About this exercise: What appears from the first line of the data below through the line containing "use mbasic::program::ProgramManager;", both included, should be copied exactly, and nothing else.

Stored items:
//! Boundary behaviors and quantified invariants (spec §8).

use mbasic::config::{LimitPreset, ResourceLimits};
use mbasic::error::{BasicError, LexError};
use mbasic::interp::{HaltReason, Interpreter, TickStatus};
use mbasic::io::native::NativeFileIo;
use mbasic::io::IoHandler;
use mbasic::limits::ResourceLimiter;
use mbasic::program::ProgramManager;
use mbasic::token::KeywordCase;

struct BufferIo {
    out: String,
}

impl IoHandler for BufferIo {
    fn output(&mut self, text: &str, end: &str) {
        self.out.push_str(text);
        self.out.push_str(end);
    }
    fn input(&mut self, _prompt: &str) -> String {
        String::new()
    }
    fn input_char(&mut self) -> String {
        String::new()
    }
    fn error(&mut self, text: &str) {
        self.out.push_str(text);
    }
    fn debug(&mut self, _text: &str) {}
    fn clear_screen(&mut self) {}
}

fn run(src: &str) -> (String, HaltReason) {
    let program = mbasic::parser::parse_program(src, KeywordCase::Preserve).unwrap();
    let limiter = ResourceLimiter::new(ResourceLimits::preset(LimitPreset::Local));
    let mut interp = Interpreter::new(program, limiter);
    interp.start();
    let mut io = BufferIo { out: String::new() };
    let mut file_io = NativeFileIo::new(std::env::temp_dir());
    loop {
        match interp.tick(&mut io, &mut file_io) {
            TickStatus::Halted(reason) => return (io.out, reason),
            _ => continue,
        }
    }
}

#[test]
fn chr_zero_is_a_one_byte_zero_string_and_concat_preserves_it() {
    let (out, _) = run("10 A$ = CHR$(0)\n20 B$ = \"X\" + A$ + \"Y\"\n30 PRINT LEN(B$)\n40 END\n");
    assert_eq!(out, " 3 \n");
}

#[test]
fn int_and_fix_disagree_on_negative_half() {
    let (out, _) = run("10 PRINT INT(-0.5); FIX(-0.5)\n20 END\n");
    assert_eq!(out, "-1  0 \n");
}

#[test]
fn string_concat_edge_cases() {
    let (out, _) = run("10 PRINT \"AB\" + \"\"\n20 PRINT LEN(\"\")\n30 END\n");
    assert_eq!(out, "AB\n 0 \n");
}

#[test]
fn line_number_65529_is_valid_and_65530_is_rejected() {
    let mut pm = ProgramManager::new(KeywordCase::Preserve);
    assert!(pm.add_or_replace_line("65529 END").is_ok());

    let err = mbasic::parser::parse_program("65530 END\n", KeywordCase::Preserve).unwrap_err();
    assert!(matches!(
        err,
        mbasic::error::CompileError::Lex(LexError::LineNumberTooLarge { value: 65530, .. })
    ));
}

#[test]
fn integer_overflow_raises_rather_than_wraps() {
    let (_, reason) = run("10 A% = 32767\n20 A% = A% + 1\n30 END\n");
    assert_eq!(reason, HaltReason::UnhandledError(BasicError::Overflow));
}

#[test]
fn option_base_0_sizes_array_to_eleven_elements_and_checks_bounds() {
    let (_, reason) = run("10 OPTION BASE 0\n20 DIM A(10)\n30 A(11) = 1\n40 END\n");
    assert_eq!(reason, HaltReason::UnhandledError(BasicError::SubscriptOutOfRange));

    let (_, reason) = run("10 OPTION BASE 0\n20 DIM A(10)\n30 A(-1) = 1\n40 END\n");
    assert_eq!(reason, HaltReason::UnhandledError(BasicError::SubscriptOutOfRange));

    let (out, reason) = run("10 OPTION BASE 0\n20 DIM A(10)\n30 A(0) = 1 : A(10) = 2\n40 PRINT A(0); A(10)\n50 END\n");
    assert_eq!(reason, HaltReason::EndOfProgram);
    assert_eq!(out, " 1  2 \n");
}

#[test]
fn save_new_load_round_trips_the_program_map() {
    let dir = std::env::temp_dir().join(format!("mbasic_roundtrip_{}", std::process::id()));
    std::fs::create_dir_all(&dir).unwrap();
    let mut file_io = NativeFileIo::new(&dir);

    let mut pm = ProgramManager::new(KeywordCase::Preserve);
    pm.add_or_replace_line("10 PRINT \"HI\"").unwrap();
    pm.add_or_replace_line("20 END").unwrap();
    let original = pm.to_source_text();
    pm.save_to_file(&mut file_io, "ROUND.BAS").unwrap();

    pm.clear();
    assert_eq!(pm.program().lines.len(), 0);

    pm.load_from_file(&file_io, "ROUND.BAS").unwrap();
    assert_eq!(pm.to_source_text(), original);

    let _ = std::fs::remove_file(dir.join("ROUND.BAS"));
    let _ = std::fs::remove_dir(&dir);
}

#[test]
fn mk_cv_round_trip_through_a_running_program() {
    let (out, reason) = run(
        "10 A$ = MKI$(-1234) : PRINT CVI(A$)\n\
         20 B$ = MKS$(3.5) : PRINT CVS(B$)\n\
         30 C$ = MKD$(2.5) : PRINT CVD(C$)\n40 END\n",
    );
    assert_eq!(reason, HaltReason::EndOfProgram);
    assert_eq!(out, "-1234 \n 3.5 \n 2.5 \n");
}
//! Forward substitution / copy propagation (spec §4.E): `Y = X` followed by
//! uses of `Y` on paths where neither `X` nor `Y` is rewritten. Shares
//! dead-write detection's conservative forward-scan style: a branch target
//! is treated as "might rebind before the use", so only a straight-line run
//! to end-of-program (or the next rewrite) is ever reported.

use super::util::{stmt_reads, stmt_writes, walk};
use crate::ast::{AssignTarget, Expr, Program, Stmt};

#[derive(Debug, Clone, PartialEq, serde::Serialize)]
pub struct CopyPropagation {
    pub line: u32,
    pub variable: String,
    pub replacement: String,
}

/// `Y = X` where `X` is a bare scalar reference — general expressions are
/// constant-folding/CSE's job, not copy propagation's.
fn as_copy(stmt: &Stmt) -> Option<(String, String)> {
    if let Stmt::Let {
        target: AssignTarget::Scalar(y),
        value: Expr::Var { name: x, .. },
        ..
    } = stmt
    {
        let y = y.canonical();
        let x = x.canonical();
        if y != x {
            return Some((y, x));
        }
    }
    None
}

fn has_control_transfer(stmt: &Stmt) -> bool {
    matches!(
        stmt,
        Stmt::Goto { .. }
            | Stmt::Gosub { .. }
            | Stmt::OnGotoGosub { .. }
            | Stmt::ReturnStmt { .. }
            | Stmt::ResumeStmt { .. }
    )
}

/// Runs copy-propagation detection across the whole program in source order
/// (spec §4.E). Every later read of `Y` is reported as replaceable by `X`
/// until `X`, `Y` is rewritten, or control may transfer elsewhere.
pub fn run(program: &Program) -> Vec<CopyPropagation> {
    let flat = walk(program);
    let mut out = Vec::new();

    for (i, (_, stmt)) in flat.iter().enumerate() {
        let Some((y, x)) = as_copy(stmt) else { continue };
        for (line_num, later) in flat.iter().skip(i + 1) {
            if stmt_writes(later).iter().any(|w| *w == x || *w == y) {
                break; // either side rewritten: the propagation window closes
            }
            if has_control_transfer(later) {
                break; // conservative: don't chase branches
            }
            if stmt_reads(later).contains(&y) {
                out.push(CopyPropagation {
                    line: *line_num,
                    variable: y.clone(),
                    replacement: x.clone(),
                });
            }
        }
    }
    out
}

#[cfg(test)]
mod tests {
    use super::*;
    use crate::parser::parse_program;
    use crate::token::KeywordCase;

    #[test]
    fn copy_then_use_is_reported() {
        let program = parse_program("10 Y = X\n20 PRINT Y\n", KeywordCase::Preserve).unwrap();
        let findings = run(&program);
        assert!(findings.iter().any(|f| f.line == 20 && f.variable == "Y" && f.replacement == "X"));
    }

    #[test]
    fn rewrite_of_source_closes_the_window() {
        let program = parse_program("10 Y = X\n20 X = 5\n30 PRINT Y\n", KeywordCase::Preserve).unwrap();
        let findings = run(&program);
        assert!(!findings.iter().any(|f| f.line == 30));
    }

    #[test]
    fn rewrite_of_copy_closes_the_window() {
        let program = parse_program("10 Y = X\n20 Y = 7\n30 PRINT Y\n", KeywordCase::Preserve).unwrap();
        let findings = run(&program);
        assert!(!findings.iter().any(|f| f.line == 30));
    }

    #[test]
    fn branch_between_copy_and_use_suppresses_the_finding() {
        let program = parse_program(
            "10 Y = X\n20 GOSUB 100\n30 PRINT Y\n40 END\n100 RETURN\n",
            KeywordCase::Preserve,
        )
        .unwrap();
        let findings = run(&program);
        assert!(!findings.iter().any(|f| f.line == 30));
    }
}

Exercise answer:
//! Boundary behaviors and quantified invariants (spec §8).

use mbasic::config::{LimitPreset, ResourceLimits};
use mbasic::error::{BasicError, LexError};
use mbasic::interp::{HaltReason, Interpreter, TickStatus};
use mbasic::io::native::NativeFileIo;
use mbasic::io::IoHandler;
use mbasic::limits::ResourceLimiter;
use mbasic::program::ProgramManager;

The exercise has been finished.